#### Given records
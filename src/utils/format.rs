//! Display formatting for view models

use alloy_primitives::utils::format_units;
use alloy_primitives::{Address, U256};
use chrono::{DateTime, Utc};

/// `0x1234...abcd`
pub fn short_address(address: &Address) -> String {
    let full = format!("{:#x}", address);
    format!("{}...{}", &full[..6], &full[full.len() - 4..])
}

/// Token amount with `decimals`, trailing zeros trimmed (`1.5`, `20`)
pub fn format_token_amount(amount: U256, decimals: u8) -> String {
    match format_units(amount, decimals) {
        Ok(s) if s.contains('.') => s.trim_end_matches('0').trim_end_matches('.').to_string(),
        Ok(s) => s,
        // decimals above 77 cannot be represented; show raw units
        Err(_) => amount.to_string(),
    }
}

/// Integer with thousands separators (`1,234,567`)
pub fn format_count(value: U256) -> String {
    let digits = value.to_string();
    let mut out = String::with_capacity(digits.len() + digits.len() / 3);
    for (i, c) in digits.chars().enumerate() {
        if i > 0 && (digits.len() - i) % 3 == 0 {
            out.push(',');
        }
        out.push(c);
    }
    out
}

/// 🥇 🥈 🥉 for the podium, `#n` after that
pub fn rank_badge(rank: usize) -> String {
    match rank {
        1 => "🥇".to_string(),
        2 => "🥈".to_string(),
        3 => "🥉".to_string(),
        n => format!("#{}", n),
    }
}

/// Unix seconds as `YYYY-MM-DD HH:MM:SS UTC`
pub fn format_timestamp(secs: U256) -> String {
    u64::try_from(secs)
        .ok()
        .and_then(|s| i64::try_from(s).ok())
        .and_then(|s| DateTime::<Utc>::from_timestamp(s, 0))
        .map(|dt| dt.format("%Y-%m-%d %H:%M:%S UTC").to_string())
        .unwrap_or_else(|| format!("@{}", secs))
}

/// Countdown such as `2h 05m` or `45s`
pub fn format_remaining(secs: U256) -> String {
    let Ok(secs) = u64::try_from(secs) else {
        return "∞".to_string();
    };
    let (h, m, s) = (secs / 3600, (secs % 3600) / 60, secs % 60);
    if h > 0 {
        format!("{}h {:02}m", h, m)
    } else if m > 0 {
        format!("{}m {:02}s", m, s)
    } else {
        format!("{}s", s)
    }
}
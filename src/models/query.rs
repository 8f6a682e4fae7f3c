//! Query identity
//!
//! A `QueryKey` names one read: contract, method and ordered arguments.
//! `ReadCall` is the typed form of the same thing; both convert into each
//! other so generic `query(key)` calls and typed getters share cache slots.

use alloy_primitives::{Address, B256, U256};
use alloy_sol_types::SolEvent;
use serde::{Deserialize, Serialize};
use std::fmt;

use crate::models::errors::{ChainError, ChainResult};
use crate::models::types::{BoosterType, CropType};
use crate::utils::decoder::{FarmGame, KindnessToken, SeedNFT, Shop};

/// The five game contracts
#[derive(Debug, Clone, Copy, PartialEq, Eq, Hash, PartialOrd, Ord, Serialize, Deserialize)]
pub enum ContractId {
    FarmGame,
    LandNft,
    SeedNft,
    KindToken,
    Shop,
}

impl ContractId {
    pub const ALL: [ContractId; 5] = [
        Self::FarmGame,
        Self::LandNft,
        Self::SeedNft,
        Self::KindToken,
        Self::Shop,
    ];

    pub fn name(&self) -> &'static str {
        match self {
            Self::FarmGame => "FarmGame",
            Self::LandNft => "LandNFT",
            Self::SeedNft => "SeedNFT",
            Self::KindToken => "KindnessToken",
            Self::Shop => "Shop",
        }
    }
}

impl fmt::Display for ContractId {
    fn fmt(&self, f: &mut fmt::Formatter<'_>) -> fmt::Result {
        f.write_str(self.name())
    }
}

/// One positional argument of a read
#[derive(Debug, Clone, PartialEq, Eq, Hash, Serialize, Deserialize)]
pub enum QueryArg {
    Uint(U256),
    Address(Address),
    Uint8(u8),
    Block(u64),
}

impl fmt::Display for QueryArg {
    fn fmt(&self, f: &mut fmt::Formatter<'_>) -> fmt::Result {
        match self {
            Self::Uint(v) => write!(f, "{}", v),
            Self::Address(a) => write!(f, "{:#x}", a),
            Self::Uint8(v) => write!(f, "{}", v),
            Self::Block(b) => write!(f, "#{}", b),
        }
    }
}

/// Cache and dedup key. Equal iff contract, method and args are all equal.
#[derive(Debug, Clone, PartialEq, Eq, Hash, Serialize, Deserialize)]
pub struct QueryKey {
    pub contract: ContractId,
    pub method: String,
    pub args: Vec<QueryArg>,
}

impl QueryKey {
    pub fn new(contract: ContractId, method: impl Into<String>, args: Vec<QueryArg>) -> Self {
        Self {
            contract,
            method: method.into(),
            args,
        }
    }

    fn arg(&self, index: usize) -> ChainResult<&QueryArg> {
        self.args.get(index).ok_or_else(|| {
            ChainError::unknown_method(format!("{}: missing argument {}", self, index))
        })
    }

    fn uint_arg(&self, index: usize) -> ChainResult<U256> {
        match self.arg(index)? {
            QueryArg::Uint(v) => Ok(*v),
            QueryArg::Uint8(v) => Ok(U256::from(*v)),
            QueryArg::Block(v) => Ok(U256::from(*v)),
            other => Err(ChainError::unknown_method(format!(
                "{}: argument {} should be a uint, got {}",
                self, index, other
            ))),
        }
    }

    fn u8_arg(&self, index: usize) -> ChainResult<u8> {
        match self.arg(index)? {
            QueryArg::Uint8(v) => Ok(*v),
            QueryArg::Uint(v) => u8::try_from(*v).map_err(|_| {
                ChainError::unknown_method(format!("{}: argument {} exceeds uint8", self, index))
            }),
            other => Err(ChainError::unknown_method(format!(
                "{}: argument {} should be a uint8, got {}",
                self, index, other
            ))),
        }
    }

    fn address_arg(&self, index: usize) -> ChainResult<Address> {
        match self.arg(index)? {
            QueryArg::Address(a) => Ok(*a),
            other => Err(ChainError::unknown_method(format!(
                "{}: argument {} should be an address, got {}",
                self, index, other
            ))),
        }
    }

    fn block_arg(&self, index: usize) -> ChainResult<u64> {
        match self.arg(index)? {
            QueryArg::Block(b) => Ok(*b),
            other => Err(ChainError::unknown_method(format!(
                "{}: argument {} should be a block number, got {}",
                self, index, other
            ))),
        }
    }
}
//! Utils Module - Helper Functions & Shared Utilities

pub mod cache;
pub mod constants;
pub mod decoder;
pub mod format;
pub mod logging;

pub use cache::*;
pub use constants::*;
pub use decoder::*;
pub use format::*;
pub use logging::*;
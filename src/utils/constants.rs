//! Constants Module - Single Source of Truth
//!
//! Every default used by the data layer (endpoint, contract addresses,
//! cache windows, retry schedule, scoring weights) is defined here.
//! Other modules read these through `FarmConfig` instead of hardcoding.

use alloy_primitives::{address, Address};

// ============================================
// APPLICATION CONSTANTS
// ============================================

/// Application name
pub const APP_NAME: &str = "FarmData";

/// Application version
pub const APP_VERSION: &str = env!("CARGO_PKG_VERSION");

/// User-Agent for HTTP requests
pub const USER_AGENT: &str = concat!("FarmData/", env!("CARGO_PKG_VERSION"));

// ============================================
// CHAIN
// ============================================

/// Monad testnet chain id
pub const CHAIN_ID_MONAD_TESTNET: u64 = 10143;

/// Public Monad testnet RPC endpoint
pub const DEFAULT_RPC_URL: &str = "https://testnet-rpc.monad.xyz";

/// Default timeout for RPC requests (seconds)
pub const DEFAULT_RPC_TIMEOUT_SECS: u64 = 10;

// ============================================
// CONTRACT ADDRESSES (Monad testnet deployment)
// ============================================

pub const FARM_GAME_ADDRESS: Address = address!("F6121A319b094c44f1B1D8A24BAd116D37C66E33");
pub const SEED_NFT_ADDRESS: Address = address!("574a7B2b86d2957F1266A3F7F6eD586885512a05");
pub const LAND_NFT_ADDRESS: Address = address!("6D2145b588aD0ED722077C54Fa04c0fceEEf6643");
pub const KIND_TOKEN_ADDRESS: Address = address!("8411b1120a1ADBd0f7270d70eCb55cfEa01984c1");
pub const SHOP_ADDRESS: Address = address!("C7433bA91a619E7F028d1514bf1Acd3B709ea450");

/// KIND token decimals (ERC20 default)
pub const KIND_DECIMALS: u8 = 18;

// ============================================
// CACHE WINDOWS
// ============================================

/// Entries older than this are served stale and refreshed in the background
pub const DEFAULT_STALE_AFTER_SECS: u64 = 5 * 60;

/// Entries older than this are discarded and refetched synchronously
pub const DEFAULT_EVICT_AFTER_SECS: u64 = 10 * 60;

/// How often expired entries are swept from the cache
pub const DEFAULT_CACHE_CLEANUP_SECS: u64 = 60;

// ============================================
// RETRY SCHEDULE
// ============================================

/// First backoff delay in milliseconds (doubles per retry)
pub const RETRY_BASE_DELAY_MS: u64 = 1000;

/// Backoff ceiling in milliseconds
pub const RETRY_MAX_DELAY_MS: u64 = 30_000;

/// Retries allowed after an HTTP 429 / provider rate-limit response
pub const RATE_LIMIT_MAX_RETRIES: u32 = 5;

/// Retries allowed after a network or timeout failure
pub const TRANSIENT_MAX_RETRIES: u32 = 3;

// ============================================
// LEADERBOARD
// ============================================

/// Points per harvested crop
pub const DEFAULT_HARVEST_WEIGHT: u64 = 10;

/// Points per stolen crop
pub const DEFAULT_STEAL_WEIGHT: u64 = 5;

// ============================================
// LOG SCANNING
// ============================================

/// First block scanned for game events
pub const DEFAULT_LOG_FROM_BLOCK: u64 = 0;

/// Block span of a single eth_getLogs request (provider range limit)
pub const DEFAULT_LOG_CHUNK_SIZE: u64 = 10_000;

/// Concurrent per-player reads while building leaderboards
pub const DEFAULT_READ_CONCURRENCY: usize = 8;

#### Instructions to follow
In the listing above, find the line with "pub const SEED_NFT_ADDRESS: Address" and the line with "pub const RATE_LIMIT_MAX_RETRIES: u32 = 5;"; output exactly those lines and all lines between them.

#### Response
pub const SEED_NFT_ADDRESS: Address = address!("574a7B2b86d2957F1266A3F7F6eD586885512a05");
pub const LAND_NFT_ADDRESS: Address = address!("6D2145b588aD0ED722077C54Fa04c0fceEEf6643");
pub const KIND_TOKEN_ADDRESS: Address = address!("8411b1120a1ADBd0f7270d70eCb55cfEa01984c1");
pub const SHOP_ADDRESS: Address = address!("C7433bA91a619E7F028d1514bf1Acd3B709ea450");

/// KIND token decimals (ERC20 default)
pub const KIND_DECIMALS: u8 = 18;

// ============================================
// CACHE WINDOWS
// ============================================

/// Entries older than this are served stale and refreshed in the background
pub const DEFAULT_STALE_AFTER_SECS: u64 = 5 * 60;

/// Entries older than this are discarded and refetched synchronously
pub const DEFAULT_EVICT_AFTER_SECS: u64 = 10 * 60;

/// How often expired entries are swept from the cache
pub const DEFAULT_CACHE_CLEANUP_SECS: u64 = 60;

// ============================================
// RETRY SCHEDULE
// ============================================

/// First backoff delay in milliseconds (doubles per retry)
pub const RETRY_BASE_DELAY_MS: u64 = 1000;

/// Backoff ceiling in milliseconds
pub const RETRY_MAX_DELAY_MS: u64 = 30_000;

/// Retries allowed after an HTTP 429 / provider rate-limit response
pub const RATE_LIMIT_MAX_RETRIES: u32 = 5;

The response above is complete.